▶ [Task goal] Working through the entries below, find how many lines include "holder", then write only that number.
◇ ◇ ◇ ◇ ◇ ◇ ◇
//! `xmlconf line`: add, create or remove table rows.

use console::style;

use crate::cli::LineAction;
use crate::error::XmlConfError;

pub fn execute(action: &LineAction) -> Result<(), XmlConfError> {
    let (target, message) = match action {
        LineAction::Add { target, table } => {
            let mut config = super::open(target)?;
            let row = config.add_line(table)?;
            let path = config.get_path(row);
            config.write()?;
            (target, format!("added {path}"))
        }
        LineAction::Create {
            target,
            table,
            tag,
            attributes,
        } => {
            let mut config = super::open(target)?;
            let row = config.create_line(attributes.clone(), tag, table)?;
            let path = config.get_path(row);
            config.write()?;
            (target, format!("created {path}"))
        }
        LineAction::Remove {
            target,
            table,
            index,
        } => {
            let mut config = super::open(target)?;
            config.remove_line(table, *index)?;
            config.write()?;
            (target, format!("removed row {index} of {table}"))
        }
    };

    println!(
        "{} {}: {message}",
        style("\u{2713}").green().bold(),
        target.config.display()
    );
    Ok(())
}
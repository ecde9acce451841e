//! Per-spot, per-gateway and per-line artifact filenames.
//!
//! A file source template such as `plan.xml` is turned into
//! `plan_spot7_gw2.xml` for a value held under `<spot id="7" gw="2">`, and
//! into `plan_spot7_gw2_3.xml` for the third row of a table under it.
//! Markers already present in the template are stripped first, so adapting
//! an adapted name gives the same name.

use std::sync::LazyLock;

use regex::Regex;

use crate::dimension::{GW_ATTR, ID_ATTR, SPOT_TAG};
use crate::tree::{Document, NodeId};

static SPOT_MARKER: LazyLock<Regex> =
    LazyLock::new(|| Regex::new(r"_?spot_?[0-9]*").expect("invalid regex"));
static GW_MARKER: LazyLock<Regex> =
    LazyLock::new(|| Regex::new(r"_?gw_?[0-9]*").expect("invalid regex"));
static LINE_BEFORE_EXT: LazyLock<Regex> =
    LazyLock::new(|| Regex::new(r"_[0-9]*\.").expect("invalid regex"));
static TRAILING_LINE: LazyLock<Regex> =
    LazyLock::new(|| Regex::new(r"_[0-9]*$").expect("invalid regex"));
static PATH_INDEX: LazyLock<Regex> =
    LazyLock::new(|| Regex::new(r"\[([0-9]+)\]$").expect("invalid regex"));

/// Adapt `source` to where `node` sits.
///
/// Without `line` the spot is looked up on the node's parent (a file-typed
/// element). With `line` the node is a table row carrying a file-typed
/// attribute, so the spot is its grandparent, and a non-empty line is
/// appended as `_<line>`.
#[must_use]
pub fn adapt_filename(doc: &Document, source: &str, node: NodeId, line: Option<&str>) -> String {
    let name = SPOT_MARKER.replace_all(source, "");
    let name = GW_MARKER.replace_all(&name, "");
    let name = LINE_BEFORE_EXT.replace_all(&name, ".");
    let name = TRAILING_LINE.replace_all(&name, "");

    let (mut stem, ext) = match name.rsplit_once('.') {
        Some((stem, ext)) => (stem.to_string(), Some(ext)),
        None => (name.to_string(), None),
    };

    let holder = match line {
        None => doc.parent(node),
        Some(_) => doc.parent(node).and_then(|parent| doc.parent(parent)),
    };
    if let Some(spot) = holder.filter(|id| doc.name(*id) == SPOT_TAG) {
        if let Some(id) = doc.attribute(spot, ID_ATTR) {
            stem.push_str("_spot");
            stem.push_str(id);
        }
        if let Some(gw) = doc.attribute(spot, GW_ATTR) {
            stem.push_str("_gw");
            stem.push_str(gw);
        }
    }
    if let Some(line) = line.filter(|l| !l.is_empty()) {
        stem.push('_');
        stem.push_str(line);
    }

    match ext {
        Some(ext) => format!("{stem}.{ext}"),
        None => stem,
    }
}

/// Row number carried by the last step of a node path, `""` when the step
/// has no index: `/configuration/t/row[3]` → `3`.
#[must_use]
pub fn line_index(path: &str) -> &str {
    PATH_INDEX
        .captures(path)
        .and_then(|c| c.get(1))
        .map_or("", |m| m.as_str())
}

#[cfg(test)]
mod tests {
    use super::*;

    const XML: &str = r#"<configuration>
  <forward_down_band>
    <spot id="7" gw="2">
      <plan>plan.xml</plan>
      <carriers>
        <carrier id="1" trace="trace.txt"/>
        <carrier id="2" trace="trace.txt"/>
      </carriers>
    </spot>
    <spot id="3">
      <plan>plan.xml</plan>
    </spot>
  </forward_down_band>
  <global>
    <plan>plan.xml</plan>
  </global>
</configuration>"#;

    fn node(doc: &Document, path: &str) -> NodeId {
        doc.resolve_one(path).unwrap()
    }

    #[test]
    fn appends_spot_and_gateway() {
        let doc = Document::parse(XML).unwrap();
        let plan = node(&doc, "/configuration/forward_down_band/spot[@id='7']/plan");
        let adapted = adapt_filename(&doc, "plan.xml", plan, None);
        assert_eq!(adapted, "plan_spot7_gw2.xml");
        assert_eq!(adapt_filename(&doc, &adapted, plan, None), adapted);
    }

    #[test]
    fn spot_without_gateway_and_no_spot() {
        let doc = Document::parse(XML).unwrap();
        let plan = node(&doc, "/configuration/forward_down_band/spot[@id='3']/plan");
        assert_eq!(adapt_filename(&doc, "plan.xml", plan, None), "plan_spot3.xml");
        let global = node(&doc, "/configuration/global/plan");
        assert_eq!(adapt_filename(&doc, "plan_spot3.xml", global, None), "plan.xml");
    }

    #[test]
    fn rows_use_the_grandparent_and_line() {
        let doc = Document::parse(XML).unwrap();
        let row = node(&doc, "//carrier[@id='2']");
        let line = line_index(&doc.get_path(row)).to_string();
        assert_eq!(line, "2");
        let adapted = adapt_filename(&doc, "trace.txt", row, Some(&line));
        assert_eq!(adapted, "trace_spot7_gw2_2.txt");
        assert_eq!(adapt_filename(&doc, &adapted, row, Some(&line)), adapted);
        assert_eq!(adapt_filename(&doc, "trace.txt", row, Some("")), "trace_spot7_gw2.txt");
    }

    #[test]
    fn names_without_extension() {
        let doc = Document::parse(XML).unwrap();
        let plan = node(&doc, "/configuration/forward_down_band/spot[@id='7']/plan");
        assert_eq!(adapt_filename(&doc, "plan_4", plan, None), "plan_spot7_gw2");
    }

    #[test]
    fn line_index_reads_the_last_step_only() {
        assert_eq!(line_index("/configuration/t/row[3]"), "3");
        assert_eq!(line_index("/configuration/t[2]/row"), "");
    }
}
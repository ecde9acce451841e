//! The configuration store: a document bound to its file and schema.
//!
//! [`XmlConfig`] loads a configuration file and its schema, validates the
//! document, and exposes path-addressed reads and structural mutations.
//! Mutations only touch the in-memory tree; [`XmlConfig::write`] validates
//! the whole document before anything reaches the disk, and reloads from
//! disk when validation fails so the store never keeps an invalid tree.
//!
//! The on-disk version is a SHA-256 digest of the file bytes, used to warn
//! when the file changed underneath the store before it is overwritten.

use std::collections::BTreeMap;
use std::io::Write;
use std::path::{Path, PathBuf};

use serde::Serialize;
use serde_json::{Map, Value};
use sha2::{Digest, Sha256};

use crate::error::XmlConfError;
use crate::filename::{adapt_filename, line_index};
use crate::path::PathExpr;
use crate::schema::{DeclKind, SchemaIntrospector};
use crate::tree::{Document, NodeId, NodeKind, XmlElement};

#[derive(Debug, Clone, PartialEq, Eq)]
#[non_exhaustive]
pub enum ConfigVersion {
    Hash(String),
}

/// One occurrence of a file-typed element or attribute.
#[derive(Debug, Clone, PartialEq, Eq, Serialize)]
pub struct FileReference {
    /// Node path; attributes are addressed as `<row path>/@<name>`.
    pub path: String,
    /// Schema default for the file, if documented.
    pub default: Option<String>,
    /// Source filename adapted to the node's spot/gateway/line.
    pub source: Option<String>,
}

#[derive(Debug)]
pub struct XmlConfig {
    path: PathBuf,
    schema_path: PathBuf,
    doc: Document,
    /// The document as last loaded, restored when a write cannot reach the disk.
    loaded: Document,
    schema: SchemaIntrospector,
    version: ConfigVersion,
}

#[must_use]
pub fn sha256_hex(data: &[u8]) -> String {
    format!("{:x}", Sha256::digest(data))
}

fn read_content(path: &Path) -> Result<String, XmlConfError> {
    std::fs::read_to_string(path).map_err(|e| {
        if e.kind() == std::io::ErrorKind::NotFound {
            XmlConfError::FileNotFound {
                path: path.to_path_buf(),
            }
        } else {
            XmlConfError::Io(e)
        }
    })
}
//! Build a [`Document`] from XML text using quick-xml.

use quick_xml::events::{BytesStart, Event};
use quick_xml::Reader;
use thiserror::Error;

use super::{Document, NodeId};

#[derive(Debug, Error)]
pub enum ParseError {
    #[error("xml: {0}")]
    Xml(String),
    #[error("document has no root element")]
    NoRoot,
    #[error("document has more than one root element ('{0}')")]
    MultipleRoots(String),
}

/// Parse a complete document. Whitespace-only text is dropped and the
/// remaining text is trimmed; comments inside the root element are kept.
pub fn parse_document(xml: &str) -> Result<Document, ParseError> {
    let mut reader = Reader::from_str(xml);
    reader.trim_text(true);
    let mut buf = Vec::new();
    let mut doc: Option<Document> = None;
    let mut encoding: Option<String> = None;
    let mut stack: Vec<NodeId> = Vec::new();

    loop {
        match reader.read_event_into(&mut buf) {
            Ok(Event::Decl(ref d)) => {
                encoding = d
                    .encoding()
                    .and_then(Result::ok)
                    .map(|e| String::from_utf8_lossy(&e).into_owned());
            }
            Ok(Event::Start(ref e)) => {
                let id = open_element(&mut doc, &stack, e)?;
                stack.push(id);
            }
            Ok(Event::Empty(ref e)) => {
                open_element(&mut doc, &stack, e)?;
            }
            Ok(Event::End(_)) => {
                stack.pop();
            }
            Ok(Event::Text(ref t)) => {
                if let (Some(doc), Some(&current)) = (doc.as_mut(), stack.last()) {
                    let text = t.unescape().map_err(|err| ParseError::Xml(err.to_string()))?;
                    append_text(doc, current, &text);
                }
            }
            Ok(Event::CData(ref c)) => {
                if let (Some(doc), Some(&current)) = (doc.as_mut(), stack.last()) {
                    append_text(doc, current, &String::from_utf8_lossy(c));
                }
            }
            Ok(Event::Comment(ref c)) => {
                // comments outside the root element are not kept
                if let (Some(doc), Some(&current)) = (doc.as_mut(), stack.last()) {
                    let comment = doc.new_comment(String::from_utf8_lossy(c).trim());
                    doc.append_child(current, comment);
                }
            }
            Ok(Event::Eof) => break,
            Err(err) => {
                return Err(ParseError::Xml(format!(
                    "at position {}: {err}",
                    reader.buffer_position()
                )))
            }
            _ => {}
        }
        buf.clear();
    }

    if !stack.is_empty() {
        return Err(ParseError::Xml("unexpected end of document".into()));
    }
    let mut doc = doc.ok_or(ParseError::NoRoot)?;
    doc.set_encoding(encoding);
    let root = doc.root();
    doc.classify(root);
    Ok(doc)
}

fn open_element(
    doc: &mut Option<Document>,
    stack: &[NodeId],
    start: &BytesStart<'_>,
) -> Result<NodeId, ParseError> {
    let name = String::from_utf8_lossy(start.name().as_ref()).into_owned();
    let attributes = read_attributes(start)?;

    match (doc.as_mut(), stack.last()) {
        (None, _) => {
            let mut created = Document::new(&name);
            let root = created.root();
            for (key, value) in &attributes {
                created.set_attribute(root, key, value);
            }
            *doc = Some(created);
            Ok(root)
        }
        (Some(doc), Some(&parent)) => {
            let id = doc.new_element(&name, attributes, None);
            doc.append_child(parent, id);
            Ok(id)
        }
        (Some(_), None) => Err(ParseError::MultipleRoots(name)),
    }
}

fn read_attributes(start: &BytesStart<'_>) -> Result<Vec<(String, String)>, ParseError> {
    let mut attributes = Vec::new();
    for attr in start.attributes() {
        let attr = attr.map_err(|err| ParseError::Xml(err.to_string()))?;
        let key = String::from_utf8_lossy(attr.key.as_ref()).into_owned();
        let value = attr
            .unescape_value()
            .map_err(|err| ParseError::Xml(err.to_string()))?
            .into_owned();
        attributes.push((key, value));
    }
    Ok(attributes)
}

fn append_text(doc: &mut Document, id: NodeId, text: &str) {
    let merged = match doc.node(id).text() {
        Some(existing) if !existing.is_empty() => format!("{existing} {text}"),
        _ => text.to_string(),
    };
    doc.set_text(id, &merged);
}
◇ ◇ ◇ ◇ ◇ ◇ ◇
▶ [Your solution] 2